ACTIVITY: Nothing but the data, repeated exactly, belongs in the answer.

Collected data

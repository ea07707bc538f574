//! Raster helpers for the frame transforms
//!
//! All helpers operate on 8-bit RGB buffers. Text uses an 8x8 bitmap font
//! stretched to 8x16 cells so annotation bars read like a terminal line.

use font8x8::{UnicodeFonts, BASIC_FONTS};
use image::imageops::{self, FilterType};
use image::{Rgb, RgbImage};

use crate::error::{Error, Result};

/// Width of one text cell in pixels
pub const GLYPH_WIDTH: u32 = 8;

/// Height of one text line in pixels
pub const LINE_HEIGHT: u32 = 16;

/// Padding around annotation text
pub const ANNOTATION_BAR_MARGIN: u32 = 6;

const GLYPH_ROWS: u32 = 8;
const ROW_SCALE: u32 = LINE_HEIGHT / GLYPH_ROWS;

pub const BLACK: Rgb<u8> = Rgb([0, 0, 0]);
pub const WHITE: Rgb<u8> = Rgb([255, 255, 255]);

/// Create an image filled with one color
pub fn uniform(width: u32, height: u32, color: Rgb<u8>) -> RgbImage {
    RgbImage::from_pixel(width, height, color)
}

/// Overwrite every pixel with `color`
pub fn fill(im: &mut RgbImage, color: Rgb<u8>) {
    for pixel in im.pixels_mut() {
        *pixel = color;
    }
}

/// Width that keeps the aspect ratio of a `width`x`height` image scaled to
/// `target_height`, rounded to the nearest pixel
pub fn scaled_width(width: u32, height: u32, target_height: u32) -> u32 {
    let scaled = (f64::from(width) * f64::from(target_height) / f64::from(height)).round();
    (scaled as u32).max(1)
}

/// Resize to an exact height, preserving aspect ratio (bilinear filtering)
pub fn resize_to_height(im: &RgbImage, height: u32) -> Result<RgbImage> {
    if height == 0 || im.width() == 0 || im.height() == 0 {
        return Err(Error::InvalidDimensions {
            width: im.width(),
            height,
        });
    }
    let width = scaled_width(im.width(), im.height(), height);
    Ok(imageops::resize(im, width, height, FilterType::Triangle))
}

/// Pixel height of an annotation bar holding `lines` lines of text
pub fn annotation_height(lines: u32) -> u32 {
    if lines == 0 {
        0
    } else {
        lines * LINE_HEIGHT + ANNOTATION_BAR_MARGIN
    }
}

/// Copy `source` into a taller image with room for annotation bars
pub fn pad_for_annotation(source: &RgbImage, top_lines: u32, bottom_lines: u32) -> RgbImage {
    let top = annotation_height(top_lines);
    let bottom = annotation_height(bottom_lines);
    let mut output = RgbImage::new(source.width(), source.height() + top + bottom);
    imageops::replace(&mut output, source, 0, i64::from(top));
    output
}

/// Draw an opaque black bar with white text across the top of `im`
pub fn annotate_top(im: &mut RgbImage, text: &str, lines: u32) {
    let bar_height = annotation_height(lines).min(im.height());
    let width = im.width();
    for y in 0..bar_height {
        for x in 0..width {
            im.put_pixel(x, y, BLACK);
        }
    }
    draw_label(im, text, WHITE, ANNOTATION_BAR_MARGIN, ANNOTATION_BAR_MARGIN / 2);
}

/// Draw a single line of monospace text with its top-left corner at (x, y).
///
/// Characters without a glyph render as `?`; anything outside the image is
/// clipped.
pub fn draw_label(im: &mut RgbImage, text: &str, color: Rgb<u8>, x: u32, y: u32) {
    let (width, height) = im.dimensions();
    for (index, ch) in text.chars().enumerate() {
        let origin_x = x + index as u32 * GLYPH_WIDTH;
        if origin_x >= width {
            break;
        }
        let glyph = BASIC_FONTS
            .get(ch)
            .or_else(|| BASIC_FONTS.get('?'))
            .unwrap_or([0; 8]);

        for (row, bits) in glyph.iter().enumerate() {
            for col in 0..GLYPH_WIDTH {
                if bits & (1 << col) == 0 {
                    continue;
                }
                let px = origin_x + col;
                if px >= width {
                    continue;
                }
                for dy in 0..ROW_SCALE {
                    let py = y + row as u32 * ROW_SCALE + dy;
                    if py < height {
                        im.put_pixel(px, py, color);
                    }
                }
            }
        }
    }
}

/// Black image with a vertically centred white message
pub fn placeholder(width: u32, height: u32, message: &str) -> RgbImage {
    const MARGIN: u32 = 10;
    let mut im = uniform(width, height, BLACK);
    let y = height.saturating_sub(LINE_HEIGHT) / 2;
    draw_label(&mut im, message, WHITE, MARGIN, y);
    im
}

ANSWER TO THIS PROBLEM:
repository ea07707bc538f574
//! Raster helpers for the frame transforms
//!
//! All helpers operate on 8-bit RGB buffers. Text uses an 8x8 bitmap font
//! stretched to 8x16 cells so annotation bars read like a terminal line.

use font8x8::{UnicodeFonts, BASIC_FONTS};
use image::imageops::{self, FilterType};
use image::{Rgb, RgbImage};

use crate::error::{Error, Result};

/// Width of one text cell in pixels
pub const GLYPH_WIDTH: u32 = 8;

/// Height of one text line in pixels
pub const LINE_HEIGHT: u32 = 16;

/// Padding around annotation text
pub const ANNOTATION_BAR_MARGIN: u32 = 6;

const GLYPH_ROWS: u32 = 8;
const ROW_SCALE: u32 = LINE_HEIGHT / GLYPH_ROWS;

pub const BLACK: Rgb<u8> = Rgb([0, 0, 0]);
pub const WHITE: Rgb<u8> = Rgb([255, 255, 255]);

/// Create an image filled with one color
pub fn uniform(width: u32, height: u32, color: Rgb<u8>) -> RgbImage {
    RgbImage::from_pixel(width, height, color)
}

/// Overwrite every pixel with `color`
pub fn fill(im: &mut RgbImage, color: Rgb<u8>) {
    for pixel in im.pixels_mut() {
        *pixel = color;
    }
}

/// Width that keeps the aspect ratio of a `width`x`height` image scaled to
/// `target_height`, rounded to the nearest pixel
pub fn scaled_width(width: u32, height: u32, target_height: u32) -> u32 {
    let scaled = (f64::from(width) * f64::from(target_height) / f64::from(height)).round();
    (scaled as u32).max(1)
}

/// Resize to an exact height, preserving aspect ratio (bilinear filtering)
pub fn resize_to_height(im: &RgbImage, height: u32) -> Result<RgbImage> {
    if height == 0 || im.width() == 0 || im.height() == 0 {
        return Err(Error::InvalidDimensions {
            width: im.width(),
            height,
        });
    }
    let width = scaled_width(im.width(), im.height(), height);
    Ok(imageops::resize(im, width, height, FilterType::Triangle))
}

/// Pixel height of an annotation bar holding `lines` lines of text
pub fn annotation_height(lines: u32) -> u32 {
    if lines == 0 {
        0
    } else {
        lines * LINE_HEIGHT + ANNOTATION_BAR_MARGIN
    }
}

/// Copy `source` into a taller image with room for annotation bars
pub fn pad_for_annotation(source: &RgbImage, top_lines: u32, bottom_lines: u32) -> RgbImage {
    let top = annotation_height(top_lines);
    let bottom = annotation_height(bottom_lines);
    let mut output = RgbImage::new(source.width(), source.height() + top + bottom);
    imageops::replace(&mut output, source, 0, i64::from(top));
    output
}

/// Draw an opaque black bar with white text across the top of `im`
pub fn annotate_top(im: &mut RgbImage, text: &str, lines: u32) {
    let bar_height = annotation_height(lines).min(im.height());
    let width = im.width();
    for y in 0..bar_height {
        for x in 0..width {
            im.put_pixel(x, y, BLACK);
        }
    }
    draw_label(im, text, WHITE, ANNOTATION_BAR_MARGIN, ANNOTATION_BAR_MARGIN / 2);
}

/// Draw a single line of monospace text with its top-left corner at (x, y).
///
/// Characters without a glyph render as `?`; anything outside the image is
/// clipped.
pub fn draw_label(im: &mut RgbImage, text: &str, color: Rgb<u8>, x: u32, y: u32) {
    let (width, height) = im.dimensions();
    for (index, ch) in text.chars().enumerate() {
        let origin_x = x + index as u32 * GLYPH_WIDTH;
        if origin_x >= width {
            break;
        }
        let glyph = BASIC_FONTS
            .get(ch)
            .or_else(|| BASIC_FONTS.get('?'))
            .unwrap_or([0; 8]);

        for (row, bits) in glyph.iter().enumerate() {
            for col in 0..GLYPH_WIDTH {
                if bits & (1 << col) == 0 {
                    continue;
                }
                let px = origin_x + col;
                if px >= width {
                    continue;
                }
                for dy in 0..ROW_SCALE {
                    let py = y + row as u32 * ROW_SCALE + dy;
                    if py < height {
                        im.put_pixel(px, py, color);
                    }
                }
            }
        }
    }
}

/// Black image with a vertically centred white message
pub fn placeholder(width: u32, height: u32, message: &str) -> RgbImage {
    const MARGIN: u32 = 10;
    let mut im = uniform(width, height, BLACK);
    let y = height.saturating_sub(LINE_HEIGHT) / 2;
    draw_label(&mut im, message, WHITE, MARGIN, y);
    im
}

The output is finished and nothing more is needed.